§ Goal of the exercise
Compute how many lines in the listing below hold the string "return", then state only the result.

§ Input

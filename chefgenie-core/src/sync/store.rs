//! Document stores holding one shared [`SyncData`] document per household.

use futures::future::{self, BoxFuture};
use futures::stream::{self, BoxStream, StreamExt};
use std::collections::HashMap;
use std::sync::atomic::{AtomicU64, AtomicUsize, Ordering};
use std::sync::{Arc, Mutex, MutexGuard};
use tokio::sync::broadcast;
use tokio::sync::broadcast::error::RecvError;

use super::error::SyncError;
use crate::household::HouseholdCode;
use crate::models::SyncData;

/// Capacity of each per-household broadcast channel.
const CHANNEL_CAPACITY: usize = 64;

/// One observation of a household document.
#[derive(Debug, Clone, PartialEq)]
pub struct DocumentSnapshot {
    /// `None` while the document does not exist
    pub data: Option<SyncData>,
    /// True when the snapshot reflects a write made through the same store
    /// handle that is watching
    pub has_pending_writes: bool,
}

/// Remote storage for household documents.
///
/// `set` overwrites the whole document. `watch` yields the current state
/// first, then one snapshot per change, until the stream is dropped.
pub trait DocumentStore: Send + Sync {
    fn get<'a>(
        &'a self,
        code: &'a HouseholdCode,
    ) -> BoxFuture<'a, Result<Option<SyncData>, SyncError>>;

    fn set<'a>(
        &'a self,
        code: &'a HouseholdCode,
        data: &'a SyncData,
    ) -> BoxFuture<'a, Result<(), SyncError>>;

    fn watch(&self, code: &HouseholdCode) -> BoxStream<'static, DocumentSnapshot>;
}

#[derive(Debug, Clone)]
struct Change {
    data: SyncData,
    writer: u64,
}

#[derive(Default)]
struct Backend {
    documents: Mutex<HashMap<HouseholdCode, SyncData>>,
    channels: Mutex<HashMap<HouseholdCode, broadcast::Sender<Change>>>,
    next_device: AtomicU64,
    writes: AtomicUsize,
}

impl Backend {
    fn documents(&self) -> MutexGuard<'_, HashMap<HouseholdCode, SyncData>> {
        self.documents.lock().unwrap_or_else(|e| e.into_inner())
    }

    fn channel(&self, code: &HouseholdCode) -> broadcast::Sender<Change> {
        let mut channels = self.channels.lock().unwrap_or_else(|e| e.into_inner());
        channels
            .entry(code.clone())
            .or_insert_with(|| broadcast::channel(CHANNEL_CAPACITY).0)
            .clone()
    }
}

/// An in-process document store.
///
/// Handles created with [`device`](Self::device) share one backend, so a
/// test can stand up several "devices" syncing through the same household
/// document. A handle sees its own writes flagged as pending.
#[derive(Clone)]
pub struct MemoryDocumentStore {
    backend: Arc<Backend>,
    device: u64,
}

impl MemoryDocumentStore {
    pub fn new() -> Self {
        let backend = Arc::new(Backend::default());
        let device = backend.next_device.fetch_add(1, Ordering::SeqCst);
        Self { backend, device }
    }

    /// A new handle on the same backend, acting as a separate device.
    pub fn device(&self) -> Self {
        Self {
            backend: self.backend.clone(),
            device: self.backend.next_device.fetch_add(1, Ordering::SeqCst),
        }
    }

    /// Number of successful writes across all handles.
    pub fn write_count(&self) -> usize {
        self.backend.writes.load(Ordering::SeqCst)
    }

    /// The stored document, bypassing the async interface.
    pub fn document(&self, code: &HouseholdCode) -> Option<SyncData> {
        self.backend.documents().get(code).cloned()
    }
}

impl Default for MemoryDocumentStore {
    fn default() -> Self {
        Self::new()
    }
}

impl DocumentStore for MemoryDocumentStore {
    fn get<'a>(
        &'a self,
        code: &'a HouseholdCode,
    ) -> BoxFuture<'a, Result<Option<SyncData>, SyncError>> {
        let data = self.document(code);
        Box::pin(future::ready(Ok(data)))
    }

    fn set<'a>(
        &'a self,
        code: &'a HouseholdCode,
        data: &'a SyncData,
    ) -> BoxFuture<'a, Result<(), SyncError>> {
        self.backend.documents().insert(code.clone(), data.clone());
        self.backend.writes.fetch_add(1, Ordering::SeqCst);

        // No receivers is fine: nobody is watching this household yet.
        let _ = self.backend.channel(code).send(Change {
            data: data.clone(),
            writer: self.device,
        });
        Box::pin(future::ready(Ok(())))
    }

    fn watch(&self, code: &HouseholdCode) -> BoxStream<'static, DocumentSnapshot> {
        // Subscribe before reading so no write falls between the two.
        let rx = self.backend.channel(code).subscribe();
        let initial = DocumentSnapshot {
            data: self.document(code),
            has_pending_writes: false,
        };
        let device = self.device;

        let updates = stream::unfold(rx, move |mut rx| async move {
            loop {
                match rx.recv().await {
                    Ok(change) => {
                        let snapshot = DocumentSnapshot {
                            data: Some(change.data),
                            has_pending_writes: change.writer == device,
                        };
                        return Some((snapshot, rx));
                    }
                    Err(RecvError::Lagged(skipped)) => {
                        tracing::warn!("Watcher lagged, skipped {} snapshots", skipped);
                    }
                    Err(RecvError::Closed) => return None,
                }
            }
        });

        stream::once(future::ready(initial)).chain(updates).boxed()
    }
}

#[cfg(test)]
mod tests {
    use super::*;
    use crate::models::Ingredient;

    fn code() -> HouseholdCode {
        HouseholdCode::parse("CHEF-TEST001").unwrap()
    }

    fn bundle(item: &str) -> SyncData {
        SyncData::new(vec![], vec![Ingredient::new(item, "1", "Dairy")], vec![])
    }

    #[tokio::test]
    async fn test_get_missing_document() {
        let store = MemoryDocumentStore::new();
        assert_eq!(store.get(&code()).await.unwrap(), None);
    }

    #[tokio::test]
    async fn test_set_overwrites() {
        let store = MemoryDocumentStore::new();
        store.set(&code(), &bundle("Milk")).await.unwrap();
        store.set(&code(), &bundle("Eggs")).await.unwrap();

        let stored = store.get(&code()).await.unwrap().unwrap();
        assert_eq!(stored.shopping_list.len(), 1);
        assert_eq!(stored.shopping_list[0].name, "Eggs");
        assert_eq!(store.write_count(), 2);
    }

    #[tokio::test]
    async fn test_devices_share_backend() {
        let phone = MemoryDocumentStore::new();
        let laptop = phone.device();

        phone.set(&code(), &bundle("Milk")).await.unwrap();
        assert_eq!(laptop.get(&code()).await.unwrap(), Some(bundle("Milk")));
    }

    #[tokio::test]
    async fn test_watch_starts_with_current_state() {
        let store = MemoryDocumentStore::new();
        let mut watch = store.watch(&code());
        let first = watch.next().await.unwrap();
        assert_eq!(first.data, None);
        assert!(!first.has_pending_writes);
    }

    #[tokio::test]
    async fn test_watch_flags_own_writes_as_pending() {
        let phone = MemoryDocumentStore::new();
        let laptop = phone.device();

        let mut phone_watch = phone.watch(&code());
        let mut laptop_watch = laptop.watch(&code());
        phone_watch.next().await.unwrap();
        laptop_watch.next().await.unwrap();

        phone.set(&code(), &bundle("Milk")).await.unwrap();

        let own = phone_watch.next().await.unwrap();
        assert!(own.has_pending_writes);
        let other = laptop_watch.next().await.unwrap();
        assert!(!other.has_pending_writes);
        assert_eq!(other.data, Some(bundle("Milk")));
    }

    #[tokio::test]
    async fn test_watch_is_scoped_to_household() {
        let store = MemoryDocumentStore::new();
        let other = HouseholdCode::parse("CHEF-OTHER01").unwrap();
        let mut watch = store.watch(&code());
        watch.next().await.unwrap();

        store.set(&other, &bundle("Milk")).await.unwrap();
        store.set(&code(), &bundle("Eggs")).await.unwrap();

        let snapshot = watch.next().await.unwrap();
        assert_eq!(snapshot.data, Some(bundle("Eggs")));
    }
}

§ Answer to the problem
2